(Stored items)
==========

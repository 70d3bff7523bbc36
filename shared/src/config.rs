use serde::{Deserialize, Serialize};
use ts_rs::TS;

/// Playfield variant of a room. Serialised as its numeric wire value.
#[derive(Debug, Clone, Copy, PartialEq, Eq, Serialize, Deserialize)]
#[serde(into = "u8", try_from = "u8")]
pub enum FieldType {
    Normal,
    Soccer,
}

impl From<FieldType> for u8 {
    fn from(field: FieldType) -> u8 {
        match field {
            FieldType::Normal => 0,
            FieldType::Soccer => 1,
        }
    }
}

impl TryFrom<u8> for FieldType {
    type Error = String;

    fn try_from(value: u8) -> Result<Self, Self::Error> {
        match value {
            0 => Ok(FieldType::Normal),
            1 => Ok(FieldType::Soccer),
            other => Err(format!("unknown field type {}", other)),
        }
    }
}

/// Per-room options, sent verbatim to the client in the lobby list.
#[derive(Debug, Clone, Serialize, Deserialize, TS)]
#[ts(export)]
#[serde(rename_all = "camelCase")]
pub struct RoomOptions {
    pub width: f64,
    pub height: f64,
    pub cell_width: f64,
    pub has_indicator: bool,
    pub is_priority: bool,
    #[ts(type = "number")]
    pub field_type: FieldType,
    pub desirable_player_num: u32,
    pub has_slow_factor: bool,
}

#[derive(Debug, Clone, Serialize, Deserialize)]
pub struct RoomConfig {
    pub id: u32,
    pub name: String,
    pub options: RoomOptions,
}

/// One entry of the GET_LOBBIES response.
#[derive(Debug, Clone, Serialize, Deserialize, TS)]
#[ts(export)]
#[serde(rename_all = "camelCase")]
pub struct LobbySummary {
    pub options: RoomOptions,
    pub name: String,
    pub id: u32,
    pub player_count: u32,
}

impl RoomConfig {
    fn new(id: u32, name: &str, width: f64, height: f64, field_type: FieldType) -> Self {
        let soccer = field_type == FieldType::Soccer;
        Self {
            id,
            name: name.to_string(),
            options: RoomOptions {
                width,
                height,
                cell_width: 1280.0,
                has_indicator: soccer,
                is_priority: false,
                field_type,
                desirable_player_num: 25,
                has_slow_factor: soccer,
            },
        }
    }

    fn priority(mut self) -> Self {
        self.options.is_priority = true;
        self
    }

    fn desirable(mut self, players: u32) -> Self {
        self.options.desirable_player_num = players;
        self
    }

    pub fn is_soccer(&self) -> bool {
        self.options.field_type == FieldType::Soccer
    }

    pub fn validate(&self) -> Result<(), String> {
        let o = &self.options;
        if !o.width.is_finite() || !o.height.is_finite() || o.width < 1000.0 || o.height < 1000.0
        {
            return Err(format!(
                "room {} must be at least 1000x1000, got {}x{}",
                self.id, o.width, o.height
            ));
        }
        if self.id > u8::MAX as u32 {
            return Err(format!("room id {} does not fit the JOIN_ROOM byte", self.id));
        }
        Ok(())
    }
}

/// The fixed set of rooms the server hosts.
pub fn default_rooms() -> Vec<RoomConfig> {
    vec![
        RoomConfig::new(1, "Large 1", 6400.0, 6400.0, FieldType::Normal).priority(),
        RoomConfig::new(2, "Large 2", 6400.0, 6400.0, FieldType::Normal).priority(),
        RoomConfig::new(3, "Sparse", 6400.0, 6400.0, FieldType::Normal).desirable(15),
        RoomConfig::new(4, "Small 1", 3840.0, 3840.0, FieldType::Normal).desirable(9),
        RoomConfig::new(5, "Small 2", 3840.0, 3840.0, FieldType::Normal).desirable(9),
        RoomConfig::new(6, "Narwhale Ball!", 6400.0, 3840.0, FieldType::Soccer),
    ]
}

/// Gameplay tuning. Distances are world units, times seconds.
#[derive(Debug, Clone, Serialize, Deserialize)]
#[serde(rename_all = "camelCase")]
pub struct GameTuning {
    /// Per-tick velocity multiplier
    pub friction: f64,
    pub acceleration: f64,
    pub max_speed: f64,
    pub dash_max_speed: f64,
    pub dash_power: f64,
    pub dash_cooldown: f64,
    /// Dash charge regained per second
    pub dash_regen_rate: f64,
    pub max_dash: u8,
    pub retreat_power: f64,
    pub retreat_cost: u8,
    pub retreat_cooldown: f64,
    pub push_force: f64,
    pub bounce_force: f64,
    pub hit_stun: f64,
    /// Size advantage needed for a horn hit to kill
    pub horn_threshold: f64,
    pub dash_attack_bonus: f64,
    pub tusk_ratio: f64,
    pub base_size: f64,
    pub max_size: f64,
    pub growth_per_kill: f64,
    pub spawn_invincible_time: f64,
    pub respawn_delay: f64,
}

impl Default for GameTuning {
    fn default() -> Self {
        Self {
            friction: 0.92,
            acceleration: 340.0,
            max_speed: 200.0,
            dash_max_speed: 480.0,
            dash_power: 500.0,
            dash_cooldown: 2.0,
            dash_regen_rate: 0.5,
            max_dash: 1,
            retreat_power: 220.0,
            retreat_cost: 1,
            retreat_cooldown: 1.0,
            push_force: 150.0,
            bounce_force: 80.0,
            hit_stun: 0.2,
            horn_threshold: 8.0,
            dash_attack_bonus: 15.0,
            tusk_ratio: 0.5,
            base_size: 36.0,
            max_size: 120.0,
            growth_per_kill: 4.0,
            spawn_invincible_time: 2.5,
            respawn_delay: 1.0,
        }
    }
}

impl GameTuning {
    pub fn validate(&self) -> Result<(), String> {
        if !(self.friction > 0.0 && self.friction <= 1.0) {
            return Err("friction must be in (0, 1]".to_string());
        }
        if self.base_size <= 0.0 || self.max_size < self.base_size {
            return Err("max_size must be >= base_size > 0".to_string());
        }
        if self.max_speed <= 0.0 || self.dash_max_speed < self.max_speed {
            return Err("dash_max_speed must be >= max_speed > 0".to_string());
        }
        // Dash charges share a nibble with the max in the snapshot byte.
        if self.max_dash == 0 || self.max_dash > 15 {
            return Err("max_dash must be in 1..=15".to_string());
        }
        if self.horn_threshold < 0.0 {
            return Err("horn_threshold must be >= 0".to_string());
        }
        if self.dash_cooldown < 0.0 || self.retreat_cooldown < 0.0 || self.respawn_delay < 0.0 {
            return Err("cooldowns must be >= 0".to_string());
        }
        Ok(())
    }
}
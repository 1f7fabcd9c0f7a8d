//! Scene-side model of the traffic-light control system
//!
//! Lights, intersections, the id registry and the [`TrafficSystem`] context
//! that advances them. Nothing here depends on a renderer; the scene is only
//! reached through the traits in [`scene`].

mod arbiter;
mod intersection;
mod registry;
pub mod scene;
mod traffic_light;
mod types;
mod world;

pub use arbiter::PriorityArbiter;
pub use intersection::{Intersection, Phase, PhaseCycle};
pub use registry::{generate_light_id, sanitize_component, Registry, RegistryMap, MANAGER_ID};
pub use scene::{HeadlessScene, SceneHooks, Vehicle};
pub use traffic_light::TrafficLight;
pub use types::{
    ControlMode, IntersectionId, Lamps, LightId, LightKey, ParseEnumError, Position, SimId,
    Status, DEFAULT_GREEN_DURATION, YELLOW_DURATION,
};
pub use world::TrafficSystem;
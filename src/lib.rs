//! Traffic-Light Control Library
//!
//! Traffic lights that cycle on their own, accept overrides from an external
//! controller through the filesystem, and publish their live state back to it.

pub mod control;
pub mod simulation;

==========

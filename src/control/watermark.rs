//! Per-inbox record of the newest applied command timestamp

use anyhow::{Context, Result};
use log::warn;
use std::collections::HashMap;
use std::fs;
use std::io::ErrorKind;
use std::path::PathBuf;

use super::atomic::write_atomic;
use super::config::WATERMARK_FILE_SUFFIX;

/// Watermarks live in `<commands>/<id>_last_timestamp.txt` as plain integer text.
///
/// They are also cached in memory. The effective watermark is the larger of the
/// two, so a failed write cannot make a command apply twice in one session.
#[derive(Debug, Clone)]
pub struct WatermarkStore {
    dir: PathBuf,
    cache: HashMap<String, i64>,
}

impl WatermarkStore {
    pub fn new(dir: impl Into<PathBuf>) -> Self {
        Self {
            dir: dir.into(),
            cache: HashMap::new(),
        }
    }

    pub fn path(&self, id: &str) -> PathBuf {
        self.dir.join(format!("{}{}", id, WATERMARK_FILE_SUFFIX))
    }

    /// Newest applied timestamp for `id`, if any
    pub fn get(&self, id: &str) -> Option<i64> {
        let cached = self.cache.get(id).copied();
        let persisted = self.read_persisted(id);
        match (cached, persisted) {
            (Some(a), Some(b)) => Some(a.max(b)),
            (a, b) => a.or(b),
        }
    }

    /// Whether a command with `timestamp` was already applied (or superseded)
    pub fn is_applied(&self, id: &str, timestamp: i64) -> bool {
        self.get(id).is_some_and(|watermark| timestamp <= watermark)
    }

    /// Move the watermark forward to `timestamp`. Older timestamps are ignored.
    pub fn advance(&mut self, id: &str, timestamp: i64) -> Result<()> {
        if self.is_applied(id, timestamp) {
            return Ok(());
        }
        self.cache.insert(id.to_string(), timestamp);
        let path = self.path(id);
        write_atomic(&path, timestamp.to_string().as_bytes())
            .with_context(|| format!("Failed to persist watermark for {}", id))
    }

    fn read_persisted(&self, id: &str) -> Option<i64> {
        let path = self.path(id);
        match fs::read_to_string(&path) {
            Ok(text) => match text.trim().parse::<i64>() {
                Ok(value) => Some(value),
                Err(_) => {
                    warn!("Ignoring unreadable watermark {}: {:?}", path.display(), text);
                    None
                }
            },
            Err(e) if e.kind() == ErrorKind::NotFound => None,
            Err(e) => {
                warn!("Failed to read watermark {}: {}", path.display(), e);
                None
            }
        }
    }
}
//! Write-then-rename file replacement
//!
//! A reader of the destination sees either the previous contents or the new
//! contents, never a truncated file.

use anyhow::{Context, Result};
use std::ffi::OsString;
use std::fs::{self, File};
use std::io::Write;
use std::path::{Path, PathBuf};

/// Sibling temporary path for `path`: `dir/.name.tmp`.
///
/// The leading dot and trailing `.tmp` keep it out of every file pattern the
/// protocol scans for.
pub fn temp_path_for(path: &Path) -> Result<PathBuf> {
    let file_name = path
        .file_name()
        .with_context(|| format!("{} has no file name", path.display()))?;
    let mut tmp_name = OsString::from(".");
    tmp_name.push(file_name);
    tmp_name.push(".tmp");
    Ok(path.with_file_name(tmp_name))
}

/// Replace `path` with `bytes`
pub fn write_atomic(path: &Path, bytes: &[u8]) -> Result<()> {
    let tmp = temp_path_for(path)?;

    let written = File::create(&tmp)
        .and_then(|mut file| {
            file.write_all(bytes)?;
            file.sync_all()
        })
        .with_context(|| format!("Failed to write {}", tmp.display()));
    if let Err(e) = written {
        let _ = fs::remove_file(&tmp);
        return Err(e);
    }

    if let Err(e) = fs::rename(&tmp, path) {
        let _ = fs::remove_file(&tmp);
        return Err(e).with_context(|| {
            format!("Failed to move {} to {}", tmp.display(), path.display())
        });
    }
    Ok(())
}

==========

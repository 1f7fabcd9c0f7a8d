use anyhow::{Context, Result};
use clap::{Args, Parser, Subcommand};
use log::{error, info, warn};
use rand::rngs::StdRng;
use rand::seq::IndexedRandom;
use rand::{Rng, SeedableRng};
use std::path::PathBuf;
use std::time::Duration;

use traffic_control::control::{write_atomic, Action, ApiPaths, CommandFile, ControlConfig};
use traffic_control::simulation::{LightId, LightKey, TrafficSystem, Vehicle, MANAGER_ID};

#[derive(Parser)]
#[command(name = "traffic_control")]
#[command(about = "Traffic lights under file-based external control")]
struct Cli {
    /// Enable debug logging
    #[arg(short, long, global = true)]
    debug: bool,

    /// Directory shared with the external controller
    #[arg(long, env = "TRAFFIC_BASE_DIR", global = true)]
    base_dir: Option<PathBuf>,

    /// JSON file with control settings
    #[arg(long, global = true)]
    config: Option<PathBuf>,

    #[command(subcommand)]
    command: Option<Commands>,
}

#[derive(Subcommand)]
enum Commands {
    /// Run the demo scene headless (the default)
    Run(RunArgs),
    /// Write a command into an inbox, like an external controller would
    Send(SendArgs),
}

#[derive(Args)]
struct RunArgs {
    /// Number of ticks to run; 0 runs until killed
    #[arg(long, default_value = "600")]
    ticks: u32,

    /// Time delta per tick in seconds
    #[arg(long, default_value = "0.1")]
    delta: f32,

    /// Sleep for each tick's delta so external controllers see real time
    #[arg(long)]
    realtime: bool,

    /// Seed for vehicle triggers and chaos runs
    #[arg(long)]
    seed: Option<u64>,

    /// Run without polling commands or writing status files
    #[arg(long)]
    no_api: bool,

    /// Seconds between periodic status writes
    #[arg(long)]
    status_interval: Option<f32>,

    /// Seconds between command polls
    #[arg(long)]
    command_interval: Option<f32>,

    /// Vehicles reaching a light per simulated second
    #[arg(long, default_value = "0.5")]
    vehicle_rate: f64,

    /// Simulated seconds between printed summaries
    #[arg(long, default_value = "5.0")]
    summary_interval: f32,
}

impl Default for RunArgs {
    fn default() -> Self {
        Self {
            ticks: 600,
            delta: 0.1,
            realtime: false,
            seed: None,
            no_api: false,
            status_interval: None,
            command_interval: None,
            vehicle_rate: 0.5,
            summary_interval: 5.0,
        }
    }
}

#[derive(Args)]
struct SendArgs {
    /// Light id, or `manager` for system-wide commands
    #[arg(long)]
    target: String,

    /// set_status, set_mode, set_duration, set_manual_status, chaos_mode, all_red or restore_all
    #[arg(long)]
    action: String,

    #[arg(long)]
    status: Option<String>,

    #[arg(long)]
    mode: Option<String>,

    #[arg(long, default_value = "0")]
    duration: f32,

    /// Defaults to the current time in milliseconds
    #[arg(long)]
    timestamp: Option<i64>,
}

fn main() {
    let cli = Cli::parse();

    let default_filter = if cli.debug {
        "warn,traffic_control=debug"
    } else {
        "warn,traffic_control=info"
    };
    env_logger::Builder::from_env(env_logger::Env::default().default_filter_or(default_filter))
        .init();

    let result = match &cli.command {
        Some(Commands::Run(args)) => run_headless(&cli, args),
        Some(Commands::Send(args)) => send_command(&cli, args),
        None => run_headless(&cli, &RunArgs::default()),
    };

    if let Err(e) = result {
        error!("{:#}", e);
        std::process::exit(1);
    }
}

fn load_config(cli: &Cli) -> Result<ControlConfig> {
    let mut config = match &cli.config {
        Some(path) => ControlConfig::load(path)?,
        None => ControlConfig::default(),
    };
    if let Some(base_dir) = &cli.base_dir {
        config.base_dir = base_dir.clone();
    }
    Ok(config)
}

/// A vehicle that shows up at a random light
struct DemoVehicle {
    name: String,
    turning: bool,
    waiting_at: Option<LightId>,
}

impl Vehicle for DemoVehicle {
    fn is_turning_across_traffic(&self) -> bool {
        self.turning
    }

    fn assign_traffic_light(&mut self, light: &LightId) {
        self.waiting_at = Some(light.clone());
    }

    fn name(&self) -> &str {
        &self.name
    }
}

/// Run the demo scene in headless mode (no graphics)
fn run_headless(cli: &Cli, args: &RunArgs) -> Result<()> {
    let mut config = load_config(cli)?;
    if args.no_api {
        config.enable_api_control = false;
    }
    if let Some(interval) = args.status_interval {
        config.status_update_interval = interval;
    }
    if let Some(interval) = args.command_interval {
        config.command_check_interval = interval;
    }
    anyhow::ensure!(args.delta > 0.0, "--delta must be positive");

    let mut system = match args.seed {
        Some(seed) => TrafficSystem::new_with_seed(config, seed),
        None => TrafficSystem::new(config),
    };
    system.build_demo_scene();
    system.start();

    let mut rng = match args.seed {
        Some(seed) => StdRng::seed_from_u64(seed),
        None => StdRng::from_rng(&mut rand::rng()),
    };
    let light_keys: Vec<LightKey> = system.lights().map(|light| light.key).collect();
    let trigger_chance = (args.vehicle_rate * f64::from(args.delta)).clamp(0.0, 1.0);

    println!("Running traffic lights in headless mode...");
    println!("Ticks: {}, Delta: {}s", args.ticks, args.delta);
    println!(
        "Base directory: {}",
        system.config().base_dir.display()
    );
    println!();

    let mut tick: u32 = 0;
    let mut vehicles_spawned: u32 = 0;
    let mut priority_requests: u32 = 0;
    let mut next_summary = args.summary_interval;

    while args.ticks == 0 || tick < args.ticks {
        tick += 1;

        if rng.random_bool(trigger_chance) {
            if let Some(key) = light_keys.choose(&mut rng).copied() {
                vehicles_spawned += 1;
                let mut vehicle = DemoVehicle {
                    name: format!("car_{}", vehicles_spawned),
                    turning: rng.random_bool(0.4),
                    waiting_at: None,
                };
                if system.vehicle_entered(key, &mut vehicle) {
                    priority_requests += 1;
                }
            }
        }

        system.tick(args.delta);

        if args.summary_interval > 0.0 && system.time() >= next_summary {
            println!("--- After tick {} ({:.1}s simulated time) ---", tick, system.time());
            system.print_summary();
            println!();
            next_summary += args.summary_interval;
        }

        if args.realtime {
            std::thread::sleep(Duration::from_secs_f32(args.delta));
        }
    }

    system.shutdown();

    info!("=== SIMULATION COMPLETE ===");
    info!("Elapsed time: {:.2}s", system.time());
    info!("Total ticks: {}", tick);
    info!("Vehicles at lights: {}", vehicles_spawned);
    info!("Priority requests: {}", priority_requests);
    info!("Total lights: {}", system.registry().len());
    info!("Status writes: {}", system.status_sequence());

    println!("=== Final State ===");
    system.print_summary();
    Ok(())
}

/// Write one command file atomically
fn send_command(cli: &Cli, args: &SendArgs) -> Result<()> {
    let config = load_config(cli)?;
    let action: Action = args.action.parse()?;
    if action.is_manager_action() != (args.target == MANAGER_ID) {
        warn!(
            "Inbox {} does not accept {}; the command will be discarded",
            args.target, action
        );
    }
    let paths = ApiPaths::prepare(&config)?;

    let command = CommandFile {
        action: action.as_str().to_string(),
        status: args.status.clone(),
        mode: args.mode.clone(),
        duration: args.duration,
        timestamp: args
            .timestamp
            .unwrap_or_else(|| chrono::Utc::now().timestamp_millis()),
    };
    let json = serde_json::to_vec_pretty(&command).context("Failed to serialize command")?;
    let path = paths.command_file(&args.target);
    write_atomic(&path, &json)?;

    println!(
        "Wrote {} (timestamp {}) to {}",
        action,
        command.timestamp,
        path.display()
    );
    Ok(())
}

==========

= TASK DESCRIPTION =
Would you copy every line of the entries in which "target" appears?

= ANSWER FOR THIS EXERCISE =
    target: String,
    if action.is_manager_action() != (args.target == MANAGER_ID) {
            args.target, action
    let path = paths.command_file(&args.target);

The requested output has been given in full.